■ EXERCISE DESCRIPTION
All lines from the one with "prop_assert_eq!(decoded.kind(), FrameKind::classify(&tag));" through the last line of the data below should be copied exactly; please add nothing.

Stored items
------
//! Inbound frame model.
//!
//! Every text message the server sends decodes into a [`Frame`]. Its `type`
//! tag decides which dispatch category it belongs to:
//!
//! | `type`        | Category            |
//! |---------------|---------------------|
//! | `welcome`     | connection ack      |
//! | `ping`        | liveness            |
//! | anything else | channel data        |
//!
//! Payload fields stay as raw JSON; consumers decode them through
//! [`Payload::data`] / [`Payload::message`].

// Rust guideline compliant 2026-02

use serde::de::DeserializeOwned;
use serde::{Deserialize, Serialize};

use super::identifier::ChannelIdentifier;
use crate::error::ClientError;

/// Type tag of the one-time connection-acknowledgement frame.
pub const WELCOME: &str = "welcome";
/// Type tag of the periodic liveness frame.
pub const PING: &str = "ping";

/// Dispatch category of a frame.
#[derive(Debug, Clone, Copy, PartialEq, Eq)]
pub enum FrameKind {
    /// Handshake completed (`welcome`).
    ConnectAck,
    /// Connection is alive (`ping`).
    Liveness,
    /// Channel-scoped data (any other type, including none).
    ChannelData,
}

impl FrameKind {
    /// Classify a `type` tag.
    #[must_use]
    pub fn classify(frame_type: &str) -> Self {
        match frame_type {
            WELCOME => Self::ConnectAck,
            PING => Self::Liveness,
            _ => Self::ChannelData,
        }
    }
}

/// One decoded protocol message. Immutable once decoded.
#[derive(Debug, Clone, PartialEq, Serialize, Deserialize)]
pub struct Frame {
    #[serde(rename = "type", default, skip_serializing_if = "Option::is_none")]
    frame_type: Option<String>,
    #[serde(default, skip_serializing_if = "Option::is_none")]
    message: Option<serde_json::Value>,
    #[serde(default, skip_serializing_if = "Option::is_none")]
    data: Option<serde_json::Value>,
    #[serde(default, skip_serializing_if = "Option::is_none")]
    identifier: Option<ChannelIdentifier>,
}

impl Frame {
    /// A `welcome` frame.
    #[must_use]
    pub fn welcome() -> Self {
        Self::with_type(WELCOME)
    }

    /// A `ping` frame carrying a timestamp message, as servers send them.
    #[must_use]
    pub fn ping(timestamp: i64) -> Self {
        Self {
            message: Some(serde_json::Value::from(timestamp)),
            ..Self::with_type(PING)
        }
    }

    /// A channel-data frame for `channel` carrying `data`.
    pub fn event(
        frame_type: impl Into<String>,
        channel: impl Into<String>,
        data: serde_json::Value,
    ) -> Self {
        Self {
            data: Some(data),
            identifier: Some(ChannelIdentifier::new(channel)),
            ..Self::with_type(frame_type)
        }
    }

    /// A bare frame with only a `type` tag.
    pub fn with_type(frame_type: impl Into<String>) -> Self {
        Self {
            frame_type: Some(frame_type.into()),
            message: None,
            data: None,
            identifier: None,
        }
    }

    /// Attach an identifier.
    #[must_use]
    pub fn with_identifier(mut self, identifier: ChannelIdentifier) -> Self {
        self.identifier = Some(identifier);
        self
    }

    /// Attach a `message` payload.
    #[must_use]
    pub fn with_message(mut self, message: serde_json::Value) -> Self {
        self.message = Some(message);
        self
    }

    /// Decode one transport message.
    ///
    /// # Errors
    ///
    /// Returns [`ClientError::Decode`] for malformed JSON, a malformed
    /// identifier, or a channel-data frame that carries no identifier.
    pub fn decode(text: &str) -> Result<Self, ClientError> {
        let frame: Self = serde_json::from_str(text)?;
        if frame.kind() == FrameKind::ChannelData && frame.identifier.is_none() {
            return Err(ClientError::Decode(format!(
                "channel frame of type {:?} has no identifier",
                frame.frame_type()
            )));
        }
        Ok(frame)
    }

    /// Serialize to wire text.
    pub fn encode(&self) -> Result<String, ClientError> {
        serde_json::to_string(self).map_err(ClientError::from)
    }

    /// The `type` tag, empty when absent.
    #[must_use]
    pub fn frame_type(&self) -> &str {
        self.frame_type.as_deref().unwrap_or_default()
    }

    /// Dispatch category.
    #[must_use]
    pub fn kind(&self) -> FrameKind {
        FrameKind::classify(self.frame_type())
    }

    /// Channel identifier, present on channel-scoped frames.
    #[must_use]
    pub fn identifier(&self) -> Option<&ChannelIdentifier> {
        self.identifier.as_ref()
    }

    /// Raw `message` payload.
    #[must_use]
    pub fn raw_message(&self) -> Option<&serde_json::Value> {
        self.message.as_ref()
    }

    /// Raw `data` payload.
    #[must_use]
    pub fn raw_data(&self) -> Option<&serde_json::Value> {
        self.data.as_ref()
    }
}

/// What callbacks receive: the decoded frame, with typed accessors.
#[derive(Debug, Clone, PartialEq)]
pub struct Payload {
    frame: Frame,
}

impl Payload {
    /// Wrap a frame.
    #[must_use]
    pub fn new(frame: Frame) -> Self {
        Self { frame }
    }

    /// The underlying frame.
    #[must_use]
    pub fn frame(&self) -> &Frame {
        &self.frame
    }

    /// Unwrap the underlying frame.
    #[must_use]
    pub fn into_frame(self) -> Frame {
        self.frame
    }

    /// Channel name of the frame, if it is channel-scoped.
    #[must_use]
    pub fn channel(&self) -> Option<&str> {
        self.frame.identifier().map(ChannelIdentifier::channel)
    }

    /// Decode the `data` field into `T`. An absent field decodes as `null`.
    pub fn data<T: DeserializeOwned>(&self) -> Result<T, ClientError> {
        decode_field(self.frame.data.as_ref())
    }

    /// Decode the `message` field into `T`. An absent field decodes as `null`.
    pub fn message<T: DeserializeOwned>(&self) -> Result<T, ClientError> {
        decode_field(self.frame.message.as_ref())
    }
}

fn decode_field<T: DeserializeOwned>(field: Option<&serde_json::Value>) -> Result<T, ClientError> {
    let value = field.cloned().unwrap_or(serde_json::Value::Null);
    Ok(serde_json::from_value(value)?)
}

#[cfg(test)]
mod tests {
    use super::*;

    #[test]
    fn test_classify_partition() {
        assert_eq!(FrameKind::classify("welcome"), FrameKind::ConnectAck);
        assert_eq!(FrameKind::classify("ping"), FrameKind::Liveness);
        for other in ["", "event", "confirm_subscription", "Welcome", "PING", "welcome "] {
            assert_eq!(FrameKind::classify(other), FrameKind::ChannelData, "{other:?}");
        }
    }

    #[test]
    fn test_decode_welcome() {
        let frame = Frame::decode(r#"{"type":"welcome"}"#).unwrap();
        assert_eq!(frame.kind(), FrameKind::ConnectAck);
        assert!(frame.identifier().is_none());
    }

    #[test]
    fn test_decode_ping_with_message() {
        let frame = Frame::decode(r#"{"type":"ping","message":1700000000}"#).unwrap();
        assert_eq!(frame.kind(), FrameKind::Liveness);
        assert_eq!(Payload::new(frame).message::<i64>().unwrap(), 1_700_000_000);
    }

    #[test]
    fn test_decode_channel_frame() {
        let text = r#"{"identifier":"{\"channel\":\"AgentChannel\"}","message":{"n":1}}"#;
        let frame = Frame::decode(text).unwrap();
        assert_eq!(frame.kind(), FrameKind::ChannelData);
        assert_eq!(frame.frame_type(), "");
        assert_eq!(frame.identifier().unwrap().channel(), "AgentChannel");
    }

    #[test]
    fn test_decode_null_type_is_channel_data() {
        let text = r#"{"type":null,"identifier":"{\"channel\":\"A\"}"}"#;
        assert_eq!(Frame::decode(text).unwrap().kind(), FrameKind::ChannelData);
    }

    #[test]
    fn test_channel_frame_requires_identifier() {
        let result = Frame::decode(r#"{"type":"event","data":{}}"#);
        assert!(matches!(result, Err(ClientError::Decode(_))));
    }

    #[test]
    fn test_welcome_tolerates_identifier() {
        let frame = Frame::welcome().with_identifier(ChannelIdentifier::new("AgentChannel"));
        let decoded = Frame::decode(&frame.encode().unwrap()).unwrap();
        assert_eq!(decoded.kind(), FrameKind::ConnectAck);
    }

    #[test]
    fn test_malformed_identifier_is_decode_error() {
        let result = Frame::decode(r#"{"type":"event","identifier":{"channel":"A"}}"#);
        assert!(matches!(result, Err(ClientError::Decode(_))));
    }

    #[test]
    fn test_payload_data_decodes_lazily() {
        #[derive(Debug, Deserialize, PartialEq)]
        struct Foo {
            foo: String,
        }

        let frame = Frame::event("event", "AgentChannel", serde_json::json!({ "foo": "bar" }));
        let payload = Payload::new(Frame::decode(&frame.encode().unwrap()).unwrap());

        assert_eq!(payload.channel(), Some("AgentChannel"));
        assert_eq!(payload.data::<Foo>().unwrap(), Foo { foo: "bar".into() });
        assert_eq!(
            payload.data::<serde_json::Value>().unwrap(),
            serde_json::json!({ "foo": "bar" })
        );
    }

    #[test]
    fn test_raw_fields_and_into_frame() {
        let frame = Frame::with_type("confirm_subscription")
            .with_identifier(ChannelIdentifier::new("AgentChannel"))
            .with_message(serde_json::json!({ "ok": true }));
        let decoded = Frame::decode(&frame.encode().unwrap()).unwrap();

        assert_eq!(decoded.raw_message(), Some(&serde_json::json!({ "ok": true })));
        assert!(decoded.raw_data().is_none());

        let payload = Payload::new(decoded);
        assert_eq!(payload.frame().frame_type(), "confirm_subscription");
        assert_eq!(payload.into_frame(), frame);
    }

    #[test]
    fn test_payload_absent_field_decodes_as_null() {
        let payload = Payload::new(Frame::welcome());
        assert_eq!(payload.data::<Option<String>>().unwrap(), None);
        assert!(payload.data::<String>().is_err());
    }

    mod proptests {
        use super::*;
        use proptest::prelude::*;

        proptest! {
            #[test]
            fn only_welcome_and_ping_leave_channel_data(tag in "\\PC*") {
                let recognized = tag == WELCOME || tag == PING;
                prop_assert_eq!(FrameKind::classify(&tag) != FrameKind::ChannelData, recognized);
            }

            #[test]
            fn decoded_kind_follows_type_tag(
                tag in prop_oneof![Just(WELCOME.to_string()), Just(PING.to_string()), "\\PC*"],
            ) {
                let frame = Frame::with_type(tag.clone())
                    .with_identifier(ChannelIdentifier::new("AgentChannel"));
                let decoded = Frame::decode(&frame.encode().unwrap()).unwrap();
                prop_assert_eq!(decoded.kind(), FrameKind::classify(&tag));
                prop_assert_eq!(decoded.frame_type(), tag.as_str());
            }
        }
    }
}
------
■ WRITTEN SOLUTION
                prop_assert_eq!(decoded.kind(), FrameKind::classify(&tag));
                prop_assert_eq!(decoded.frame_type(), tag.as_str());
            }
        }
    }
}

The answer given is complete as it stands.